О, если бы она была честна! Не со мною — с собой! Если бы она была несчастна, грустна и угрюма… Если бы ее трясло в истерике… Если бы от слез распух ее изящный нос, если бы дрожали ее пухлые мягкие губы… Я бы заласкал ее до смерти, до беспамятства, до полного провала, исчезновения… Но больше всего на свете она боится этого укола правды, боится выдать свое несчастье, признаться в том, что давно умерла, никогда не родилась.
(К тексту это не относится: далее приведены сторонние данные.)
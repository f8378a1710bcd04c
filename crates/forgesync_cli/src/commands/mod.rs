pub(crate) mod meta;
pub(crate) mod sync;
//! Forgejo API data types.
//!
//! Only the fields forgesync reads or writes are modelled; everything is
//! optional or defaulted on the read side since older Gitea and Forgejo
//! versions omit fields freely.
//!
//! API docs: https://codeberg.org/api/swagger

use serde::{Deserialize, Serialize};

/// Forgejo user or organization.
#[derive(Debug, Clone, Default, Deserialize)]
pub struct ForgejoUser {
    #[serde(default)]
    pub login: Option<String>,
    #[serde(default)]
    pub full_name: Option<String>,
}

/// Forgejo repository.
#[derive(Debug, Clone, Default, Deserialize)]
#[serde(default)]
pub struct ForgejoRepo {
    pub name: Option<String>,
    pub full_name: Option<String>,
    pub owner: Option<ForgejoUser>,
    pub description: Option<String>,
    pub private: bool,
    pub fork: bool,
    pub mirror: bool,
    pub archived: bool,
    pub template: bool,
    pub empty: bool,
    pub default_branch: Option<String>,
    pub website: Option<String>,
    pub wiki_branch: Option<String>,
    pub clone_url: Option<String>,
    pub html_url: Option<String>,
}

/// Push mirror as returned by `/repos/{owner}/{repo}/push_mirrors`.
#[derive(Debug, Clone, Default, Deserialize)]
#[serde(default)]
pub struct ForgejoPushMirror {
    pub remote_name: Option<String>,
    pub remote_address: Option<String>,
    pub interval: Option<String>,
    pub sync_on_commit: bool,
}

/// Body of `POST /repos/{owner}/{repo}/push_mirrors`.
#[derive(Debug, Clone, Serialize)]
pub struct CreatePushMirrorOption {
    pub interval: String,
    pub remote_address: String,
    pub remote_username: String,
    pub remote_password: String,
    pub sync_on_commit: bool,
    pub use_ssh: bool,
}

/// Body of `POST /user/repos`.
#[derive(Debug, Clone, Serialize)]
pub struct CreateRepoOption {
    pub name: String,
    pub auto_init: bool,
    pub description: String,
    pub private: bool,
    #[serde(skip_serializing_if = "Option::is_none")]
    pub default_branch: Option<String>,
}

/// Body of `PATCH /repos/{owner}/{repo}`.
///
/// Unset options are left out so the server keeps its current value.
#[derive(Debug, Clone, Default, Serialize)]
pub struct EditRepoOption {
    pub name: String,
    pub description: String,
    #[serde(skip_serializing_if = "Option::is_none")]
    pub website: Option<String>,
    pub private: bool,
    pub template: bool,
    pub archived: bool,
    #[serde(skip_serializing_if = "Option::is_none")]
    pub default_branch: Option<String>,
    #[serde(skip_serializing_if = "Option::is_none")]
    pub wiki_branch: Option<String>,
    #[serde(skip_serializing_if = "Option::is_none")]
    pub has_actions: Option<bool>,
    #[serde(skip_serializing_if = "Option::is_none")]
    pub has_issues: Option<bool>,
    #[serde(skip_serializing_if = "Option::is_none")]
    pub has_packages: Option<bool>,
    #[serde(skip_serializing_if = "Option::is_none")]
    pub has_projects: Option<bool>,
    #[serde(skip_serializing_if = "Option::is_none")]
    pub has_pull_requests: Option<bool>,
    #[serde(skip_serializing_if = "Option::is_none")]
    pub has_releases: Option<bool>,
    #[serde(skip_serializing_if = "Option::is_none")]
    pub has_wiki: Option<bool>,
}

/// Topic list, both as returned by `GET .../topics` and sent to `PUT .../topics`.
#[derive(Debug, Clone, Default, Serialize, Deserialize)]
pub struct TopicList {
    #[serde(default)]
    pub topics: Option<Vec<String>>,
}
Что убило ее? То первое прикосновение? Стыд? Или еще раньше — страх, помноженный на запрет? Собственное тело, ставшее вдруг чужим и нелюбимым? Быть может подсмотренное невзначай? Козлоногий пан в капитанском кителе со спущенными бриджами, вбивающий себя, задыхаясь, в маменьку… В растерзанную, всхлипывающую, красную как после бани, маменьку… Осторожно прикрыв дверь гостиной, словно во сне переместившись в запущенный сад, под чахлую местную чеховскую вишню, вдруг доходит: маменька всхлипывала не ртом!
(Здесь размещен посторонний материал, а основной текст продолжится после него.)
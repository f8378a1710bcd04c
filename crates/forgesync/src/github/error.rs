//! GitHub API error types.

use chrono::{DateTime, Utc};
use thiserror::Error;

use crate::platform::PlatformError;

/// Errors that can occur when interacting with the GitHub API.
#[derive(Debug, Error)]
pub enum GitHubError {
    #[error("HTTP error: {0}")]
    Http(String),

    #[error("JSON error: {0}")]
    Json(#[from] serde_json::Error),

    #[error("GitHub API error ({status}): {message}")]
    Api { status: u16, message: String },

    /// Primary or secondary rate limit hit.
    #[error("Rate limit exceeded. Resets at {reset_at}")]
    RateLimited { reset_at: DateTime<Utc> },

    #[error("Authentication required")]
    AuthRequired,

    #[error("Internal error: {0}")]
    Internal(String),
}

impl From<GitHubError> for PlatformError {
    fn from(err: GitHubError) -> Self {
        match err {
            GitHubError::Http(message) => PlatformError::network(message),
            GitHubError::Json(e) => PlatformError::internal(format!("JSON parse error: {}", e)),
            // 403 without rate-limit headers is a per-repository refusal
            // (archived, blocked), not rejected credentials.
            GitHubError::Api { status, message } => match status {
                401 => PlatformError::AuthRequired,
                403 => PlatformError::api(format!("Forbidden: {}", message)),
                404 => PlatformError::not_found(message),
                _ => PlatformError::api(message),
            },
            GitHubError::RateLimited { reset_at } => PlatformError::RateLimited { reset_at },
            GitHubError::AuthRequired => PlatformError::AuthRequired,
            GitHubError::Internal(msg) => PlatformError::internal(msg),
        }
    }
}

pub use crate::platform::short_error_message;

/// Check if a GitHubError indicates rate limiting.
pub fn is_rate_limit_error(e: &GitHubError) -> bool {
    matches!(
        e,
        GitHubError::RateLimited { .. } | GitHubError::Api { status: 429, .. }
    )
}

#[cfg(test)]
mod tests {
    use super::*;

    #[test]
    fn test_is_rate_limit_error() {
        assert!(is_rate_limit_error(&GitHubError::RateLimited {
            reset_at: Utc::now(),
        }));
        assert!(!is_rate_limit_error(&GitHubError::AuthRequired));
        assert!(!is_rate_limit_error(&GitHubError::Api {
            status: 403,
            message: "Resource not accessible by integration".to_string(),
        }));
    }

    #[test]
    fn test_github_error_to_platform_error() {
        let err: PlatformError = GitHubError::Api {
            status: 401,
            message: "Bad credentials".to_string(),
        }
        .into();
        assert!(err.is_auth_failure());

        let err: PlatformError = GitHubError::Api {
            status: 403,
            message: "Repository was archived so is read-only.".to_string(),
        }
        .into();
        assert!(!err.is_auth_failure());
        assert!(err.to_string().contains("archived"));

        let err: PlatformError = GitHubError::Api {
            status: 422,
            message: "name already exists on this account".to_string(),
        }
        .into();
        assert!(matches!(err, PlatformError::Api { .. }));

        let err: PlatformError = GitHubError::Http("timed out".to_string()).into();
        assert!(matches!(err, PlatformError::Network { .. }));
    }
}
Горячий и влажный ветер наполняет штору. Слышно как с подоконника течет на пол. Жюли! Моя мертвая Жюли! Пять минут назад ты кричала в моих объятиях, стонала и подвывала, как сломанный музыкальный ящик. Ты никогда, мрак дней моих, не получишь Оскара за лучшее исполнение женской роли! Все было невпопад. Вся ты была невпопад. Знаешь, у тех, у других, что разражаются грозами, каждый вздрог, каждый всхлип есть гребень волны, рожденной внутри тела, а не в гортани. Среди черных водорослей, пены и брызг, но не в легких. Волны бьют их, переворачивают, тащат. Песок скрипит у них на зубах. Спроси их в этот момент имя первенца, группу крови или их адрес на этой планете — они не способны ответить. Слова исчезли для них, немота распирает, у них глаза утопленниц.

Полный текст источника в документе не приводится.